Written consent was obtained, and the form was completed. We used the SD BIOLINE HCV (Standard Diagnostics, INC. Korea) commercial kit. This test contains a membrane precoated with HCV recombinant antigens (core, NS3, NS4, and NS5). A colloidal protein A combines with the serum sample and moves along the chromatographic membrane, forming a visible line of antigen-antibody-protein A reaction, with a high degree of specificity and sensitivity.

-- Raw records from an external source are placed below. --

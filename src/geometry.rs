//! Source-space quads for body segments.
//!
//! Limbs become oriented strips around the segment between two joints,
//! extremities become small axis-aligned squares, and the head is boxed from
//! a single joint with fixed proportions. Every derivation rejects samples
//! that are not valid.
use crate::error::BakeError;
use crate::skeleton::JointSample;
use crate::types::{Point2D, Quad};

/// Half-width of the head box at the crown (px).
pub const HEAD_HALF_WIDTH: f32 = 12.0;
/// Depth of the side, top and bottom head strips (px).
pub const HEAD_STRIP_DEPTH: f32 = 4.0;
/// Half-size of extremity caps (px).
pub const END_HALF_SIZE: f32 = 2.0;

const MIN_SEGMENT_LEN: f32 = 1e-6;

/// Five faces of the head derived from one head joint.
#[derive(Clone, Copy, Debug, PartialEq)]
pub struct HeadQuads {
    pub face: Quad,
    pub left: Quad,
    pub right: Quad,
    pub top: Quad,
    pub bottom: Quad,
}

/// Strip of `width` pixels centred on the segment between two joints.
///
/// With `d = (p1 - p2) / |p1 - p2|` the offset is `(dy, -dx) * width / 2`
/// and the corners are `{p1 + off, p1 - off, p2 + off, p2 - off}`, so `p1`
/// lands on the top edge of the patch.
pub fn limb_quad(s1: &JointSample, s2: &JointSample, width: f32) -> Result<Quad, BakeError> {
    let p1 = s1.point()?;
    let p2 = s2.point()?;
    if !p1.is_finite() || !p2.is_finite() || !width.is_finite() {
        return Err(BakeError::DegenerateQuad);
    }
    let d = p1 - p2;
    let len = d.norm();
    if len <= MIN_SEGMENT_LEN {
        return Err(BakeError::DegenerateQuad);
    }
    let (dx, dy) = (d.x / len, d.y / len);
    let off = Point2D::new(dy, -dx) * (width * 0.5);
    Ok(Quad::new(p1 + off, p1 - off, p2 + off, p2 - off))
}

/// Axis-aligned square of half-size `s` centred on the joint.
pub fn end_quad(sample: &JointSample, s: f32) -> Result<Quad, BakeError> {
    let p = sample.point()?;
    Ok(Quad::new(
        Point2D::new(p.x - s, p.y - s),
        Point2D::new(p.x + s, p.y - s),
        Point2D::new(p.x - s, p.y + s),
        Point2D::new(p.x + s, p.y + s),
    ))
}

/// Head faces around the projected head joint.
///
/// The box spans `2w` above the joint at half-width `w` and `1.5w` below it
/// at half-width `0.75w`. "Left" is the strip on the image-space `+x` side.
/// Corners are in image order; the head patches are flipped horizontally
/// when warped.
pub fn head_quads(head: &JointSample) -> Result<HeadQuads, BakeError> {
    let h = head.point()?;
    let w = HEAD_HALF_WIDTH;
    let tl = Point2D::new(h.x + w, h.y - w * 2.0);
    let tr = Point2D::new(h.x - w, h.y - w * 2.0);
    let bl = Point2D::new(h.x + w * 0.75, h.y + w * 1.5);
    let br = Point2D::new(h.x - w * 0.75, h.y + w * 1.5);

    let dx = Point2D::new(HEAD_STRIP_DEPTH, 0.0);
    let dy = Point2D::new(0.0, HEAD_STRIP_DEPTH);

    Ok(HeadQuads {
        face: Quad::new(tl, tr, bl, br),
        left: Quad::new(tl + dx, tl, bl + dx, bl),
        right: Quad::new(tr, tr - dx, br, br - dx),
        top: Quad::new(tl - dy, tr - dy, tl, tr),
        bottom: Quad::new(bl, br, bl + dy, br + dy),
    })
}
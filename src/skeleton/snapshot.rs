//! File-backed tracker: one frame of skeleton data stored as JSON.
//!
//! ```json
//! { "users": [ { "id": 1, "tracked": true,
//!                "joints": { "head": [12.0, 410.0, 2100.0] } } ] }
//! ```
//! Joints missing from the map read as the zero sentinel.
use super::{JointName, SkeletonTracker, UserId};
use crate::types::Point3D;
use serde::{Deserialize, Serialize};
use std::collections::BTreeMap;
use std::fs;
use std::path::Path;

#[derive(Clone, Debug, Default, Serialize, Deserialize)]
pub struct SkeletonSnapshot {
    #[serde(default)]
    pub users: Vec<UserSkeleton>,
}

#[derive(Clone, Debug, Serialize, Deserialize)]
pub struct UserSkeleton {
    pub id: UserId,
    #[serde(default = "default_tracked")]
    pub tracked: bool,
    #[serde(default)]
    pub joints: BTreeMap<JointName, [f32; 3]>,
}

fn default_tracked() -> bool {
    true
}

impl SkeletonSnapshot {
    pub fn user(&self, id: UserId) -> Option<&UserSkeleton> {
        self.users.iter().find(|u| u.id == id)
    }
}

impl SkeletonTracker for SkeletonSnapshot {
    fn users(&self) -> Vec<UserId> {
        self.users.iter().map(|u| u.id).collect()
    }

    fn is_tracked(&self, user: UserId) -> bool {
        self.user(user).is_some_and(|u| u.tracked)
    }

    fn joint_position(&self, user: UserId, joint: JointName) -> Point3D {
        self.user(user)
            .and_then(|u| u.joints.get(&joint))
            .map(|&p| Point3D::from(p))
            .unwrap_or_default()
    }
}

pub fn load_snapshot(path: &Path) -> Result<SkeletonSnapshot, String> {
    let data = fs::read_to_string(path)
        .map_err(|e| format!("Failed to read skeleton {}: {e}", path.display()))?;
    serde_json::from_str(&data)
        .map_err(|e| format!("Failed to parse skeleton {}: {e}", path.display()))
}
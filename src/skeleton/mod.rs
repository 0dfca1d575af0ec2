//! Skeleton capabilities consumed by the bake.
//!
//! Tracking and projection are supplied from outside through the
//! [`SkeletonTracker`] and [`Projector`] traits, so the bake itself holds no
//! global state and can be driven by recorded snapshots or test fakes.
pub mod joints;
pub mod projection;
pub mod sampler;
pub mod snapshot;

pub use self::joints::{JointName, JointSample};
pub use self::projection::PinholeProjector;
pub use self::sampler::JointSampler;
pub use self::snapshot::{load_snapshot, SkeletonSnapshot, UserSkeleton};

use crate::error::BakeError;
use crate::types::{Point2D, Point3D};

pub type UserId = u32;

pub trait SkeletonTracker {
    /// Every user currently known to the tracker, in tracker order.
    fn users(&self) -> Vec<UserId>;
    fn is_tracked(&self, user: UserId) -> bool;
    /// Real-world joint position; all zeros when unresolved.
    fn joint_position(&self, user: UserId, joint: JointName) -> Point3D;
}

impl<T: SkeletonTracker + ?Sized> SkeletonTracker for &T {
    fn users(&self) -> Vec<UserId> {
        (**self).users()
    }
    fn is_tracked(&self, user: UserId) -> bool {
        (**self).is_tracked(user)
    }
    fn joint_position(&self, user: UserId, joint: JointName) -> Point3D {
        (**self).joint_position(user, joint)
    }
}

pub trait Projector {
    fn project(&self, p: Point3D) -> Point2D;
}

impl<F> Projector for F
where
    F: Fn(Point3D) -> Point2D,
{
    fn project(&self, p: Point3D) -> Point2D {
        self(p)
    }
}

/// The first user in tracker order whose skeleton is being tracked.
pub fn first_tracked_user<T: SkeletonTracker + ?Sized>(tracker: &T) -> Result<UserId, BakeError> {
    tracker
        .users()
        .into_iter()
        .find(|&u| tracker.is_tracked(u))
        .ok_or(BakeError::NoTrackedUser)
}
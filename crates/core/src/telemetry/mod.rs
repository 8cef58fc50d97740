//! Hardware telemetry: a pull-based probe sampled once per frame.

mod probe;
mod system;
mod thermal;

pub use probe::{FixedSource, HostProbe, ScriptedSource};
pub use system::{CpuSampler, RamSnapshot};
pub use thermal::ThermalZone;

use serde::Serialize;

/// One poll of hardware metrics. Usage values are percentages (0–100),
/// temperatures are degrees Celsius.
#[derive(Debug, Clone, Copy, PartialEq, Default, Serialize)]
pub struct TelemetrySnapshot {
    pub cpu_usage: f32,
    pub gpu_usage: f32,
    pub gpu_temp: f32,
    pub cpu_temp: f32,
    pub mem_usage: f32,
    /// Watts. Simulated on most hosts.
    pub power_draw: f32,
}

impl TelemetrySnapshot {
    /// Hottest reported temperature.
    pub fn max_temp(&self) -> f32 {
        self.cpu_temp.max(self.gpu_temp)
    }

    /// Short `key: value` lines for prompt context.
    pub fn context_lines(&self) -> Vec<(String, String)> {
        vec![
            ("cpu".into(), format!("{:.0}%", self.cpu_usage)),
            ("gpu".into(), format!("{:.0}%", self.gpu_usage)),
            ("memory".into(), format!("{:.0}%", self.mem_usage)),
            ("cpu_temp".into(), format!("{:.0}C", self.cpu_temp)),
            ("gpu_temp".into(), format!("{:.0}C", self.gpu_temp)),
        ]
    }
}

/// Synchronous telemetry probe. Must be cheap: it runs on the frame loop.
pub trait TelemetrySource: Send {
    fn sample(&mut self) -> TelemetrySnapshot;
}
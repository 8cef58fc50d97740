use std::time::{Duration, Instant};

/// Text for the speech bubble, sent from the speech actor to the frame loop.
#[derive(Debug, Clone, PartialEq)]
pub struct DisplayUpdate {
    /// Sequence number of the request that produced the text.
    pub seq: u64,
    pub text: String,
    pub duration: Duration,
}

#[derive(Debug, Clone, PartialEq)]
struct Shown {
    seq: u64,
    text: String,
    expires_at: Instant,
}

/// Speech bubble state. Owned by the frame loop, which is its only writer.
///
/// Updates carry the sequence number of their request; anything older than
/// the newest request already shown is dropped, so a late reply can never
/// replace text belonging to a newer request.
#[derive(Debug, Default)]
pub struct DisplayState {
    current: Option<Shown>,
    high_water: u64,
}

impl DisplayState {
    pub fn new() -> Self {
        Self::default()
    }

    /// Show `update` unless it is stale. Returns whether it was applied.
    pub fn apply(&mut self, update: DisplayUpdate, now: Instant) -> bool {
        if update.seq < self.high_water {
            tracing::debug!(seq = update.seq, newest = self.high_water, "dropping stale bubble text");
            return false;
        }
        self.high_water = update.seq;
        self.current = Some(Shown {
            seq: update.seq,
            text: update.text,
            expires_at: now + update.duration,
        });
        true
    }

    /// Clear the bubble once its timer has run out.
    pub fn expire(&mut self, now: Instant) {
        if self.current.as_ref().is_some_and(|s| now >= s.expires_at) {
            self.current = None;
        }
    }

    pub fn text(&self) -> Option<&str> {
        self.current.as_ref().map(|s| s.text.as_str())
    }

    pub fn current_seq(&self) -> Option<u64> {
        self.current.as_ref().map(|s| s.seq)
    }
}

#[cfg(test)]
mod tests {
    use super::*;

    fn update(seq: u64, text: &str, secs: u64) -> DisplayUpdate {
        DisplayUpdate { seq, text: text.into(), duration: Duration::from_secs(secs) }
    }

    #[test]
    fn text_expires_after_duration() {
        let t0 = Instant::now();
        let mut d = DisplayState::new();
        assert!(d.apply(update(1, "hello", 5), t0));
        d.expire(t0 + Duration::from_secs(4));
        assert_eq!(d.text(), Some("hello"));
        d.expire(t0 + Duration::from_secs(5));
        assert_eq!(d.text(), None);
    }

    #[test]
    fn reply_replaces_its_own_placeholder() {
        let t0 = Instant::now();
        let mut d = DisplayState::new();
        d.apply(update(4, "thinking...", 10), t0);
        assert!(d.apply(update(4, "Beep boop.", 7), t0));
        assert_eq!(d.text(), Some("Beep boop."));
        assert_eq!(d.current_seq(), Some(4));
    }

    #[test]
    fn older_reply_cannot_overwrite_newer_request() {
        let t0 = Instant::now();
        let mut d = DisplayState::new();
        d.apply(update(7, "thinking...", 10), t0);
        assert!(!d.apply(update(6, "late answer", 7), t0));
        assert_eq!(d.text(), Some("thinking..."));

        // still stale after the bubble has cleared
        d.expire(t0 + Duration::from_secs(11));
        assert!(!d.apply(update(6, "late answer", 7), t0));
        assert_eq!(d.text(), None);
    }
}
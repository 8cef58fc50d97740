/// A rectangle of terminal cells.
#[derive(Debug, Clone, Copy, PartialEq, Eq, Default)]
pub struct Area {
    pub x: u16,
    pub y: u16,
    pub width: u16,
    pub height: u16,
}

impl Area {
    pub const fn new(x: u16, y: u16, width: u16, height: u16) -> Self {
        Self { x, y, width, height }
    }

    pub fn right(&self) -> u16 {
        self.x.saturating_add(self.width)
    }

    pub fn bottom(&self) -> u16 {
        self.y.saturating_add(self.height)
    }

    pub fn contains(&self, x: u16, y: u16) -> bool {
        x >= self.x && x < self.right() && y >= self.y && y < self.bottom()
    }

    /// Shift (and if needed shrink) so the area fits inside `surface`.
    pub fn fit_within(self, surface: (u16, u16)) -> Self {
        let width = self.width.min(surface.0);
        let height = self.height.min(surface.1);
        Self {
            x: self.x.min(surface.0 - width),
            y: self.y.min(surface.1 - height),
            width,
            height,
        }
    }
}

#[cfg(test)]
mod tests {
    use super::*;

    #[test]
    fn contains_is_half_open() {
        let a = Area::new(2, 3, 4, 2);
        assert!(a.contains(2, 3));
        assert!(a.contains(5, 4));
        assert!(!a.contains(6, 4));
        assert!(!a.contains(5, 5));
        assert!(!a.contains(1, 3));
    }

    #[test]
    fn fit_within_shifts_then_shrinks() {
        assert_eq!(Area::new(70, 20, 20, 10).fit_within((80, 24)), Area::new(60, 14, 20, 10));
        assert_eq!(Area::new(5, 5, 100, 4).fit_within((80, 24)), Area::new(0, 5, 80, 4));
        assert_eq!(Area::new(5, 5, 3, 3).fit_within((0, 0)), Area::new(0, 0, 0, 0));
    }
}
use super::geometry::Area;

/// Longest question the prompt accepts, in characters.
pub const PROMPT_MAX_CHARS: usize = 35;

/// Single-line text entry popup for asking the pet a question.
#[derive(Debug, Clone, PartialEq)]
pub struct PromptInput {
    text: String,
    area: Area,
}

impl PromptInput {
    pub const WIDTH: u16 = PROMPT_MAX_CHARS as u16 + 5;
    pub const HEIGHT: u16 = 3;

    /// Open centred above `anchor` (the pet), kept on screen.
    pub fn open_above(anchor: Area, surface: (u16, u16)) -> Self {
        let center = anchor.x + anchor.width / 2;
        let x = center.saturating_sub(Self::WIDTH / 2);
        let y = anchor.y.saturating_sub(Self::HEIGHT + 1);
        Self {
            text: String::new(),
            area: Area::new(x, y, Self::WIDTH, Self::HEIGHT).fit_within(surface),
        }
    }

    pub fn area(&self) -> Area {
        self.area
    }

    pub fn text(&self) -> &str {
        &self.text
    }

    /// Append a printable character. Returns false when rejected.
    pub fn insert(&mut self, c: char) -> bool {
        if c.is_control() || self.text.chars().count() >= PROMPT_MAX_CHARS {
            return false;
        }
        self.text.push(c);
        true
    }

    pub fn backspace(&mut self) {
        self.text.pop();
    }

    /// Trimmed text, or `None` when there is nothing to send.
    pub fn submit(&self) -> Option<String> {
        let trimmed = self.text.trim();
        (!trimmed.is_empty()).then(|| trimmed.to_owned())
    }
}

After cleaning with medicinal alcohol, the capillary blood sample was obtained from the pulp of one of the fingers of the non-dominant hand of the patients. A drop of blood was placed in the cavity of the kit and 4 drops of the reagent were added. The blood was expected to completely diffuse through the slot in the kit for ~20 min, and the result was interpreted according to the manufacturer's instructions: as a negative test, the presence of 1 color band within the result window, a positive test, the presence of 2 color bands (T band and C band) within the same window, an indeterminate test, the absence of color bands within the results window; in the latter case, the test was performed again.

The patients with a positive result in the rapid test underwent the confirmatory test using the real-time polymerase chain reaction (RT-PCR) method with real-time fluorescence detection for quantification of ribonucleic acid (RNA) of HCV, with a detection limit of 12 UI/ml, in addition to genotyping through amplification by PCR in real-time for the detection of the HCV genotype/subtype.

Results

In the study period, 1,023 rapid tests were applied to detect antibodies against HCV in the at-risk population: 598 (58.5%) women and 425 (41.5%) men with an age range of 42 years [interquartile range (IQR): 27–54]. The age group with the most tests carried out was the group comprised 18–29 years with 28.1%, followed by the group 30–39 and 40–49 years with 19.1 and 19%, respectively. The educational level was more frequently basic with 62.2%, followed by medium with 26.6%.

Among the major risk factors, the most frequent were major surgeries before 1996, followed by transfusions before 1996 with 3.4%; in smaller proportions, intravenous drug use and hemodialysis were observed. Among the minor risk factors, risky sexual behavior was found more frequently with 90.1%, followed by the performance of endoscopic studies at 38.9%.

The diagnosis was positive in 0.9% of the population corresponding to nine patients. The serotype most identified was 1b in 78% of cases and 1a in 22% (Table 1). All anti-HCV-positive patients were contacted to perform HCV-RNA evaluation, to prepare them for hepatological evaluation. Out of nine positive patients, two were already treated, one was dead and six were linked to care, referred for hepatological evaluation, and then performed antiviral therapy for HCV.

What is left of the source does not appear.